Mit dieser Frage hat sich der Journalist und Autor Jay Tuck in seinem neuen Buch "Evolution ohne uns" beschäftigt. Im Rahmen einer Schwarzen Hafennacht präsentierte er einem gespannten Publikum seinen kritischen Ausblick in die Zukunft. Darin fasst er den neuesten Stand der technischen Entwicklungen auf dem Weg zu dem gewünschten Gehirn unter dem Sammelbegriff "Künstliche Intelligenz" zusammen und warnt ausdrücklich davor, dass wir nicht in der Lage sein werden, sie zu kontrollieren. Zunächst jedoch müsste man klären, was genau eine KI überhaupt ist. Nachdem es uns schon unmöglich ist, eine alle Disziplinen umfassende Definition für die "natürliche" Intelligenz zu finden, scheint dieser Anspruch an sich schon fast vermessen zu sein. Wie also ist es möglich, eine künstliche Intelligenz zu beschreiben?
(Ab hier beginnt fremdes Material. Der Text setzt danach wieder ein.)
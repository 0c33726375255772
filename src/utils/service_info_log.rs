//! Startup banner.
use log::info;
use std::env;

use crate::config::ServerConfig;

/// Logs the service version and the storage/auth backends in use.
pub fn log_service_info(config: &ServerConfig) {
    info!(
        "=== {} v{} starting ===",
        env!("CARGO_PKG_NAME"),
        env!("CARGO_PKG_VERSION")
    );
    info!("Platform: {} ({})", env::consts::OS, env::consts::ARCH);

    if let Ok(cwd) = env::current_dir() {
        info!("Working directory: {}", cwd.display());
    }

    info!("Listening on {}:{}", config.host, config.port);
    info!("Cat storage: {}", config.repository_storage_type);
    info!("Favorites storage: {}", config.favorites_storage_type);
    info!("Auth provider: {}", config.auth_provider_type);
    info!(
        "Started at {}",
        chrono::Utc::now().format("%Y-%m-%d %H:%M:%S UTC")
    );
}
//! Catalog filter selections.
//!
//! Every dimension is optional and `None` means "no constraint". Query strings use
//! `""` or `"all"` for the same thing, so they are parsed rather than deserialized
//! straight into the typed filters.

use std::str::FromStr;

use serde::{Deserialize, Serialize};
use strum::VariantNames;
use utoipa::{IntoParams, ToSchema};

use crate::{
    constants::{COLOR_PALETTE, FILTER_ANY, GOOD_WITH_OPTIONS, PERSONALITY_TRAITS},
    models::{CatAge, CatGender, CatSize, FieldValidationError},
};

#[derive(Debug, Clone, Default, PartialEq, Eq, Serialize, Deserialize, ToSchema)]
pub struct CatFilters {
    pub age: Option<CatAge>,
    pub color: Option<String>,
    pub size: Option<CatSize>,
    pub personality: Option<String>,
    pub good_with: Option<String>,
    pub gender: Option<CatGender>,
}

impl CatFilters {
    pub fn is_unconstrained(&self) -> bool {
        *self == Self::default()
    }
}

/// The complete browsing state: filter selections plus the favorites-only toggle.
#[derive(Debug, Clone, Default, PartialEq, Eq, Serialize, Deserialize, ToSchema)]
pub struct CatalogQuery {
    pub filters: CatFilters,
    pub favorites_only: bool,
}

impl CatalogQuery {
    /// Clears every dimension and the favorites-only toggle at once.
    pub fn reset(&mut self) {
        *self = Self::default();
    }
}

/// Raw query-string form of [`CatalogQuery`].
#[derive(Debug, Clone, Default, Deserialize, IntoParams)]
#[into_params(parameter_in = Query)]
pub struct CatFilterQuery {
    /// kitten, young, adult, senior or "all"
    pub age: Option<String>,
    pub color: Option<String>,
    /// small, medium, large or "all"
    pub size: Option<String>,
    pub personality: Option<String>,
    pub good_with: Option<String>,
    /// male, female or "all"
    pub gender: Option<String>,
    pub favorites_only: Option<bool>,
}

fn selection(raw: Option<String>) -> Option<String> {
    raw.map(|value| value.trim().to_string())
        .filter(|value| !value.is_empty() && !value.eq_ignore_ascii_case(FILTER_ANY))
}

fn parse_enumerated<T: FromStr + VariantNames>(
    field: &str,
    raw: Option<String>,
) -> Result<Option<T>, FieldValidationError> {
    match selection(raw) {
        None => Ok(None),
        Some(value) => T::from_str(&value.to_lowercase()).map(Some).map_err(|_| {
            FieldValidationError::new(
                field,
                format!(
                    "Invalid {} filter '{}', expected one of: {}",
                    field,
                    value,
                    T::VARIANTS.join(", ")
                ),
            )
        }),
    }
}

impl TryFrom<CatFilterQuery> for CatalogQuery {
    type Error = FieldValidationError;

    fn try_from(query: CatFilterQuery) -> Result<Self, Self::Error> {
        Ok(CatalogQuery {
            filters: CatFilters {
                age: parse_enumerated("age", query.age)?,
                color: selection(query.color),
                size: parse_enumerated("size", query.size)?,
                personality: selection(query.personality),
                good_with: selection(query.good_with),
                gender: parse_enumerated("gender", query.gender)?,
            },
            favorites_only: query.favorites_only.unwrap_or(false),
        })
    }
}

/// Values the filter panel offers for each dimension.
#[derive(Debug, Clone, Serialize, Deserialize, PartialEq, ToSchema)]
pub struct FilterOptions {
    pub ages: Vec<String>,
    pub colors: Vec<String>,
    pub sizes: Vec<String>,
    pub personalities: Vec<String>,
    pub good_with: Vec<String>,
    pub genders: Vec<String>,
}

fn owned(values: &[&str]) -> Vec<String> {
    values.iter().map(|value| value.to_string()).collect()
}

impl Default for FilterOptions {
    fn default() -> Self {
        Self {
            ages: owned(CatAge::VARIANTS),
            colors: owned(COLOR_PALETTE),
            sizes: owned(CatSize::VARIANTS),
            personalities: owned(PERSONALITY_TRAITS),
            good_with: owned(GOOD_WITH_OPTIONS),
            genders: owned(CatGender::VARIANTS),
        }
    }
}
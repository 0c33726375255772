//! Filter predicate engine.
//!
//! Pure functions over cat lists. Every constrained dimension must match
//! (conjunction); age, color, size and gender compare by equality while
//! personality and good-with test tag membership. Input order is preserved.

use crate::models::{Cat, CatFilters, CatalogQuery, FavoriteSet};

/// Whether `cat` satisfies every constrained dimension of `filters`.
pub fn matches_filters(cat: &Cat, filters: &CatFilters) -> bool {
    filters.age.is_none_or(|age| cat.age == age)
        && filters
            .color
            .as_deref()
            .is_none_or(|color| cat.color == color)
        && filters.size.is_none_or(|size| cat.size == size)
        && filters
            .personality
            .as_deref()
            .is_none_or(|tag| cat.has_personality(tag))
        && filters
            .good_with
            .as_deref()
            .is_none_or(|tag| cat.is_good_with(tag))
        && filters.gender.is_none_or(|gender| cat.gender == gender)
}

pub fn apply_filters(cats: &[Cat], filters: &CatFilters) -> Vec<Cat> {
    cats.iter()
        .filter(|cat| matches_filters(cat, filters))
        .cloned()
        .collect()
}

pub fn restrict_to_favorites(cats: Vec<Cat>, favorites: &FavoriteSet) -> Vec<Cat> {
    cats.into_iter()
        .filter(|cat| favorites.contains(&cat.id))
        .collect()
}

impl CatalogQuery {
    /// Favorites restriction first, then the filter predicates.
    pub fn apply(&self, cats: Vec<Cat>, favorites: &FavoriteSet) -> Vec<Cat> {
        let candidates = if self.favorites_only {
            restrict_to_favorites(cats, favorites)
        } else {
            cats
        };

        if self.filters.is_unconstrained() {
            return candidates;
        }
        apply_filters(&candidates, &self.filters)
    }
}
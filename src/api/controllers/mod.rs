//! # API Controllers Module
//!
//! Handles HTTP request processing and business logic coordination.
//!
//! ## Controllers
//!
//! * `cat` - Public catalog browsing
//! * `application` - Adoption applications
//! * `favorite` - Per-device favorites
//! * `session` - Session introspection and sign-out
//! * `admin` - Staff dashboard and cat record management

pub mod admin;
pub mod application;
pub mod cat;
pub mod favorite;
pub mod session;
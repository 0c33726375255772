//! Prometheus endpoints: metric names, one metric family, and a full scrape.
use crate::metrics::{gather_metrics, REGISTRY};
use actix_web::{get, web, HttpResponse, Responder};
use prometheus::{Encoder, TextEncoder};

/// Lists the names of every registered metric.
#[utoipa::path(
    get,
    path = "/api/v1/metrics",
    tag = "Metrics",
    responses(
        (status = 200, description = "Metric names", body = Vec<String>),
    )
)]
#[get("/metrics")]
async fn list_metrics() -> impl Responder {
    let metric_names: Vec<String> = REGISTRY
        .gather()
        .iter()
        .map(|mf| mf.name().to_string())
        .collect();
    HttpResponse::Ok().json(metric_names)
}

/// Renders a single metric family in the Prometheus text format.
#[utoipa::path(
    get,
    path = "/api/v1/metrics/{metric_name}",
    tag = "Metrics",
    params(("metric_name" = String, Path, description = "Name of the metric")),
    responses(
        (status = 200, description = "Metric in Prometheus text format", body = String),
        (status = 404, description = "Metric not found", body = String),
    )
)]
#[get("/metrics/{metric_name}")]
async fn metric_detail(path: web::Path<String>) -> impl Responder {
    let metric_name = path.into_inner();

    for mf in REGISTRY.gather() {
        if mf.name() == metric_name {
            let encoder = TextEncoder::new();
            let mut buffer = Vec::new();
            if let Err(e) = encoder.encode(&[mf], &mut buffer) {
                return HttpResponse::InternalServerError().body(format!("Encoding error: {}", e));
            }
            return HttpResponse::Ok()
                .content_type(encoder.format_type())
                .body(buffer);
        }
    }
    HttpResponse::NotFound().body("Metric not found")
}

/// Scrape endpoint for Prometheus.
#[utoipa::path(
    get,
    path = "/api/v1/debug/metrics/scrape",
    tag = "Metrics",
    responses(
        (status = 200, description = "All metrics in Prometheus text format", body = String),
        (status = 500, description = "Encoding failed", body = String),
    )
)]
#[get("/debug/metrics/scrape")]
async fn scrape_metrics() -> impl Responder {
    match gather_metrics() {
        Ok(body) => HttpResponse::Ok().content_type("text/plain;").body(body),
        Err(e) => HttpResponse::InternalServerError().body(format!("Error: {}", e)),
    }
}

pub fn init(cfg: &mut web::ServiceConfig) {
    cfg.service(list_metrics);
    cfg.service(metric_detail);
    cfg.service(scrape_metrics);
}
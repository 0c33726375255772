use actix_web::{HttpResponse, ResponseError};
use thiserror::Error;

use crate::models::ApiResponse;

#[derive(Error, Debug, PartialEq)]
pub enum ApiError {
    #[error("Internal Server Error: {0}")]
    InternalError(String),

    #[error("Not Found: {0}")]
    NotFound(String),

    #[error("Bad Request: {0}")]
    BadRequest(String),

    #[error("Unauthorized: {0}")]
    Unauthorized(String),

    #[error("Forbidden: {0}")]
    Forbidden(String),
}

impl ResponseError for ApiError {
    fn error_response(&self) -> HttpResponse {
        match self {
            ApiError::InternalError(msg) => {
                HttpResponse::InternalServerError().json(ApiResponse::<()>::error(msg))
            }
            ApiError::NotFound(msg) => HttpResponse::NotFound().json(ApiResponse::<()>::error(msg)),
            ApiError::BadRequest(msg) => {
                HttpResponse::BadRequest().json(ApiResponse::<()>::error(msg))
            }
            ApiError::Unauthorized(msg) => {
                HttpResponse::Unauthorized().json(ApiResponse::<()>::error(msg))
            }
            ApiError::Forbidden(msg) => {
                HttpResponse::Forbidden().json(ApiResponse::<()>::error(msg))
            }
        }
    }
}

#[cfg(test)]
mod tests {
    use super::*;
    use actix_web::{body::to_bytes, http::StatusCode};

    #[actix_web::test]
    async fn test_error_status_codes() {
        let cases = vec![
            (ApiError::InternalError("boom".into()), StatusCode::INTERNAL_SERVER_ERROR),
            (ApiError::NotFound("cat".into()), StatusCode::NOT_FOUND),
            (ApiError::BadRequest("bad".into()), StatusCode::BAD_REQUEST),
            (ApiError::Unauthorized("who".into()), StatusCode::UNAUTHORIZED),
            (ApiError::Forbidden("no".into()), StatusCode::FORBIDDEN),
        ];

        for (error, expected) in cases {
            assert_eq!(error.error_response().status(), expected);
        }
    }

    #[actix_web::test]
    async fn test_error_body_uses_envelope() {
        let response = ApiError::NotFound("Cat with ID '9' not found".into()).error_response();
        let body = to_bytes(response.into_body()).await.unwrap();
        let json: serde_json::Value = serde_json::from_slice(&body).unwrap();

        assert_eq!(json["success"], false);
        assert_eq!(json["error"], "Cat with ID '9' not found");
        assert!(json["data"].is_null());
    }
}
Eine Methode, um wenigstens validieren zu können, ob eine sogenannte KI wirklich nach menschlichen Maßstäben intelligent ist, wäre der, nach dem britischen Mathematiker Alan Mathison Turing benannte "Turing Test". Die Idee ist im Grunde simpel: Man nehme einen Algorithmus, der getestet werden soll, und eine menschliche Versuchsperson. Ohne zu wissen, ob es sich bei dem Gegenüber um einen Menschen oder eine KI handelt, unterhalten sich die beiden miteinander über ein beliebiges Thema. Wenn die KI es am Ende des Gesprächs geschafft hat, die Versuchsperson davon zu überzeugen, dass sie sich tatsächlich mit einem Menschen unterhalten hat, gilt der Test als bestanden und der Algorithmus als intelligent. Bis heute wurde der Turing Test von keiner Software auch nur ansatzweise bestanden. Den größten Erfolg bei dem Versuch, menschliche Intelligenz zu simulieren, konnten wir im Jahr 2014 verzeichnen, als es dem Gesprächsalgorithmus "Eugene" gelang, 30% der Testpersonen irrezuführen. Dies gelang jedoch nur mit Hilfe eines Tricks: Die Software gab sich als 13-jähriger ukrainischer Junge aus und setzte damit die Erwartungen der Probanden und die Auswahl an Gesprächsthemen deutlich herab. Somit hatte auch Eugene den Test letztlich nicht bestanden.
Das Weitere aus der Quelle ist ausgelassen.